Los años pasaron y aunque persistía el miedo a imaginarme andando por ahí solo, afuera, en la noche, con el tiempo me fui atreviendo a algunas cosas. Por ejemplo, ya a los siete años me alejaba un poco de la puerta de la cocina y orinaba en el prado mientras mi mamá me esperaba para entrar. A los diez años atravesaba en compañía de una linterna los escasos 150 metros que separaban la casa de las primeras luces del pueblo, aunque pocas veces lo hice después de las ocho de la noche. Pero un día me encomendaron la especial misión de ir después de las siete, sólo (únicamente con la linterna), hasta la finca de mi abuelo, la cual en línea recta y en dirección opuesta a la del pueblo, no quedaría a más de dos cuadras si existiera un puente de esa longitud que uniera las dos lomas sobre las que se asientan las dos casas. Pero en lugar de eso, hay que bajar zigzagueando una montaña, atravesar una quebrada por un pequeño puente, y subir otra montaña por un camino que la marca diagonalmente. En aquel tiempo, para mí el tramo más tenebroso del camino, sin duda, era el de la mitad: se debía abrir una puerta metálica pesada antes de alcanzar el puente (que no es más que un planchón de concreto reforzado), lo cual tomaba su tiempo, pues ésta quedaba arrastrando sobre la tierra del suelo y se tenía que levantar para abrir y cerrar, entorpeciendo la veloz marcha que se llevaba, hasta ese punto libre de obstáculos. El hecho de disminuir bruscamente la velocidad daba lugar a que uno se pusiera a observar los alrededores, mucho más poblados de vegetación, árboles, figuras y sombras que el resto del camino. El ruido del caudal opacaba los demás ruidos, lo cual daba una sensación de vulnerabilidad, y cuando se apuntaba con la linterna hacia cualquier arbusto, este respondía proyectando su fantasmagórica sombra con diez brazos. El trayecto restante se culminaba con una desesperada carrera iniciada con una poderosa aceleración (de esas que deberían poseerse también sin miedo), llagando a alcanzarse contradictoriamente más velocidad subiendo hasta la casa del abuelo, de la que se alcanzaba bajando desde nuestra casa.

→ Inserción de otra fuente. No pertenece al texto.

use super::table::Table;
use super::{set_status, Repository, Transition};
use crate::libs::error::CampusError;
use crate::libs::filter::{filter, Criteria};
use crate::libs::formatter::rating_label;
use crate::libs::record::{Record, Tracked};
use crate::libs::workflow::{FeedbackStatus, Status};
use chrono::{Local, NaiveDate};
use serde::{Deserialize, Serialize};

/// A course offered on the feedback form, with its instructor.
#[derive(Debug, Clone, PartialEq, Eq, Serialize, Deserialize)]
pub struct Course {
    pub id: String,
    pub name: String,
    pub teacher: String,
}

#[derive(Debug, Clone, PartialEq, Serialize, Deserialize)]
pub struct Feedback {
    pub id: String,
    pub course: String,
    pub teacher: String,
    pub rating: u8,
    pub comment: String,
    pub submitted_on: NaiveDate,
    pub status: FeedbackStatus,
    #[serde(skip_serializing_if = "Option::is_none")]
    pub response: Option<String>,
}

impl Feedback {
    pub fn rating_label(&self) -> &'static str {
        rating_label(self.rating)
    }
}

impl Record for Feedback {
    fn id(&self) -> &str {
        &self.id
    }

    fn set_id(&mut self, id: String) {
        self.id = id;
    }

    fn search_fields(&self) -> Vec<&str> {
        vec![&self.course, &self.teacher, &self.comment]
    }

    fn status_key(&self) -> Option<&str> {
        Some(self.status.as_str())
    }
}

impl Tracked for Feedback {
    type Status = FeedbackStatus;

    fn status(&self) -> FeedbackStatus {
        self.status
    }

    fn apply_status(&mut self, status: FeedbackStatus, note: Option<String>) {
        self.status = status;
        if note.is_some() {
            self.response = note;
        }
    }
}

/// Feedback form. A rating of 0 means no star was picked.
#[derive(Debug, Clone, Default)]
pub struct NewFeedback {
    pub course_id: String,
    pub rating: u8,
    pub comment: String,
}

impl NewFeedback {
    fn validate<'c>(&self, catalog: &'c [Course]) -> Result<&'c Course, CampusError> {
        let mut missing = Vec::new();
        if self.course_id.trim().is_empty() {
            missing.push("course");
        }
        if self.rating == 0 {
            missing.push("rating");
        }
        if self.comment.trim().is_empty() {
            missing.push("comment");
        }
        if !missing.is_empty() {
            return Err(CampusError::Validation(missing));
        }

        if self.rating > 5 {
            return Err(CampusError::InvalidField {
                field: "rating",
                reason: format!("{} is outside 1-5", self.rating),
            });
        }
        catalog
            .iter()
            .find(|course| course.id == self.course_id.trim())
            .ok_or_else(|| CampusError::unknown("course", self.course_id.as_str()))
    }
}

pub struct Feedbacks<S = Table<Feedback>> {
    store: S,
}

impl Feedbacks {
    pub fn seeded(rows: Vec<Feedback>) -> Self {
        Self::with_store(Table::with_rows(rows))
    }
}

impl<S: Repository<Feedback>> Feedbacks<S> {
    pub fn with_store(store: S) -> Self {
        Self { store }
    }

    pub fn all(&self) -> &[Feedback] {
        self.store.list()
    }

    /// Submits feedback for one of the catalog's courses; the course and
    /// teacher names are copied from the catalog entry.
    pub fn submit(&mut self, form: NewFeedback, catalog: &[Course]) -> Result<&Feedback, CampusError> {
        let course = form.validate(catalog)?;
        let feedback = Feedback {
            id: String::new(),
            course: course.name.clone(),
            teacher: course.teacher.clone(),
            rating: form.rating,
            comment: form.comment.trim().to_string(),
            submitted_on: Local::now().date_naive(),
            status: FeedbackStatus::Submitted,
            response: None,
        };
        Ok(self.store.create(feedback))
    }

    /// Instructor reply; marks the submission reviewed.
    pub fn respond(&mut self, id: &str, response: impl Into<String>) -> Transition<'_, Feedback> {
        set_status(&mut self.store, id, FeedbackStatus::Reviewed, Some(response.into()))
    }

    pub fn find(&self, criteria: &Criteria) -> Vec<&Feedback> {
        filter(self.store.list(), criteria)
    }

    pub fn average_rating(&self) -> Option<f64> {
        let rows = self.store.list();
        if rows.is_empty() {
            return None;
        }
        let sum: u32 = rows.iter().map(|row| u32::from(row.rating)).sum();
        Some(f64::from(sum) / rows.len() as f64)
    }
}

#[cfg(test)]
mod tests {
    use super::*;

    fn catalog() -> Vec<Course> {
        vec![Course {
            id: "3".into(),
            name: "Algorithms".into(),
            teacher: "Prof. Smith".into(),
        }]
    }

    #[test]
    fn zero_rating_counts_as_missing() {
        let mut feedbacks = Feedbacks::seeded(Vec::new());
        let err = feedbacks
            .submit(
                NewFeedback {
                    course_id: "3".into(),
                    rating: 0,
                    comment: String::new(),
                },
                &catalog(),
            )
            .unwrap_err();
        assert_eq!(err, CampusError::Validation(vec!["rating", "comment"]));
    }

    #[test]
    fn rating_above_five_is_invalid() {
        let mut feedbacks = Feedbacks::seeded(Vec::new());
        let form = NewFeedback {
            course_id: "3".into(),
            rating: 6,
            comment: "ok".into(),
        };
        assert!(matches!(feedbacks.submit(form, &catalog()), Err(CampusError::InvalidField { field: "rating", .. })));
    }

    #[test]
    fn submit_copies_course_and_teacher() {
        let mut feedbacks = Feedbacks::seeded(Vec::new());
        let form = NewFeedback {
            course_id: "3".into(),
            rating: 4,
            comment: "Clear lectures".into(),
        };
        let stored = feedbacks.submit(form, &catalog()).unwrap();
        assert_eq!(stored.course, "Algorithms");
        assert_eq!(stored.teacher, "Prof. Smith");
        assert_eq!(stored.status, FeedbackStatus::Submitted);
        assert_eq!(stored.rating_label(), "Very Good");
    }

    #[test]
    fn respond_reviews_once() {
        let mut feedbacks = Feedbacks::seeded(Vec::new());
        let form = NewFeedback {
            course_id: "3".into(),
            rating: 5,
            comment: "Great".into(),
        };
        let id = feedbacks.submit(form, &catalog()).unwrap().id.clone();

        let reviewed = feedbacks.respond(&id, "Thanks!").applied().cloned().unwrap();
        assert_eq!(reviewed.response.as_deref(), Some("Thanks!"));
        assert!(matches!(feedbacks.respond(&id, "Again"), Transition::Refused(_)));
        assert_eq!(feedbacks.all()[0].response.as_deref(), Some("Thanks!"));
    }
}
//! Login against a table of role accounts.
//!
//! This is a local equality check for choosing a dashboard, not a security
//! mechanism. The table is injected through [`Authenticator`] so nothing
//! here hardcodes credentials.

use crate::libs::config::{Account, Config};
use crate::libs::error::CampusError;
use crate::libs::role::Role;
use std::time::Duration;

pub const MIN_PASSWORD_LEN: usize = 6;

#[derive(Debug, Clone, PartialEq, Eq)]
pub struct Credentials {
    pub role: Role,
    pub email: String,
    pub password: String,
}

impl Credentials {
    /// Form-level checks run before any lookup.
    pub fn validate(&self) -> Result<(), CampusError> {
        if !is_valid_email(&self.email) {
            return Err(CampusError::InvalidField {
                field: "email",
                reason: "not a valid email address".into(),
            });
        }
        if self.password.chars().count() < MIN_PASSWORD_LEN {
            return Err(CampusError::InvalidField {
                field: "password",
                reason: format!("must be at least {} characters", MIN_PASSWORD_LEN),
            });
        }
        Ok(())
    }
}

pub fn is_valid_email(email: &str) -> bool {
    if email.chars().any(char::is_whitespace) {
        return false;
    }
    match email.split_once('@') {
        Some((local, domain)) => {
            !local.is_empty()
                && !domain.contains('@')
                && domain.contains('.')
                && !domain.starts_with('.')
                && !domain.ends_with('.')
        }
        None => false,
    }
}

#[allow(async_fn_in_trait)]
pub trait Authenticator {
    /// Resolves the credentials to the role whose dashboard opens.
    async fn authenticate(&self, credentials: &Credentials) -> Result<Role, CampusError>;
}

/// Checks credentials against the accounts from [`Config`], after a
/// simulated network delay.
#[derive(Debug, Clone)]
pub struct AccountAuthenticator {
    accounts: Vec<Account>,
    delay: Duration,
}

impl AccountAuthenticator {
    pub fn new(accounts: Vec<Account>, delay: Duration) -> Self {
        Self { accounts, delay }
    }

    pub fn from_config(config: &Config) -> Self {
        Self::new(config.accounts(), config.login_delay())
    }

    /// Account offered as the form default for `role`.
    pub fn account_for(&self, role: Role) -> Option<&Account> {
        self.accounts.iter().find(|account| account.role == role)
    }
}

impl Authenticator for AccountAuthenticator {
    async fn authenticate(&self, credentials: &Credentials) -> Result<Role, CampusError> {
        credentials.validate()?;

        if !self.delay.is_zero() {
            tokio::time::sleep(self.delay).await;
        }

        let matched = self.accounts.iter().any(|account| {
            account.role == credentials.role && account.email == credentials.email && account.password == credentials.password
        });

        if matched {
            tracing::debug!(role = %credentials.role, "login accepted");
            Ok(credentials.role)
        } else {
            tracing::debug!(role = %credentials.role, "login rejected");
            Err(CampusError::InvalidCredentials)
        }
    }
}

#[cfg(test)]
mod tests {
    use super::*;

    #[test]
    fn email_shapes() {
        assert!(is_valid_email("hod@demo.com"));
        assert!(!is_valid_email("hod@demo"));
        assert!(!is_valid_email("@demo.com"));
        assert!(!is_valid_email("hod demo@demo.com"));
        assert!(!is_valid_email("hod@@demo.com"));
    }

    #[test]
    fn short_password_is_a_field_error() {
        let credentials = Credentials {
            role: Role::Hod,
            email: "hod@demo.com".into(),
            password: "hod".into(),
        };
        assert!(matches!(credentials.validate(), Err(CampusError::InvalidField { field: "password", .. })));
    }
}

No recuerdo con certeza el motivo que me llevó a obedecer una orden de esa categoría, pero sí recuerdo que era un motivo que ameritaba mi aventura de recorrer en la noche tanta distancia, algo así como transportar un medicamento urgente para alguien que lo había olvidado, o llevar un revólver al otro lado porque se tenía el presentimiento de necesitarlo. La cuestión es que yo ya era casi un adulto, al menos lo era ya para mis hermanos menores, a los que les llevaba siete años, por lo cual se suponía que el miedo que experimentaba a medida que crecía era cada vez menor. Se suponía; porque ese, mi primer enfrentamiento con la noche rural, fue una pesadilla. Y más aún para la personas que nos consideramos poseedoras de algo de imaginación, porque aquella de la que me sentía orgulloso en algunos momentos, fue la encargada de convertir los árboles en monstruos, los maullidos en llantos del más allá, los aleteos de los murciélagos en huidas de vampiros, las sombras en espíritus errantes, y el murmullo del agua en los rezos de las ánimas benditas. Total, motivado por el orgullo propio de la adolescencia, esa noche mi papá me vio partir como un valiente: con mi linterna en la mano, con una falsa serenidad y sin vacilar un segundo; y mi abuelo me vio llegar como si hubiera visto al “Ánima Coy”: con los ojos desorbitados, jadeante y tembloroso. Cumplí mi misión, cualquiera que fuera, pero esa noche dormí en casa de mi abuelo.

Como era de esperarse: demostré que podía hacerlo una vez, en la casa lo comprendieron, y no se les hizo difícil contar conmigo para las encomiendas nocturnas de ahí en adelante. Años después seguía sintiendo algo de miedo, pero ya lo dominaba y no me negaba a cualquier actividad que implicara andar en la noche por las veredas.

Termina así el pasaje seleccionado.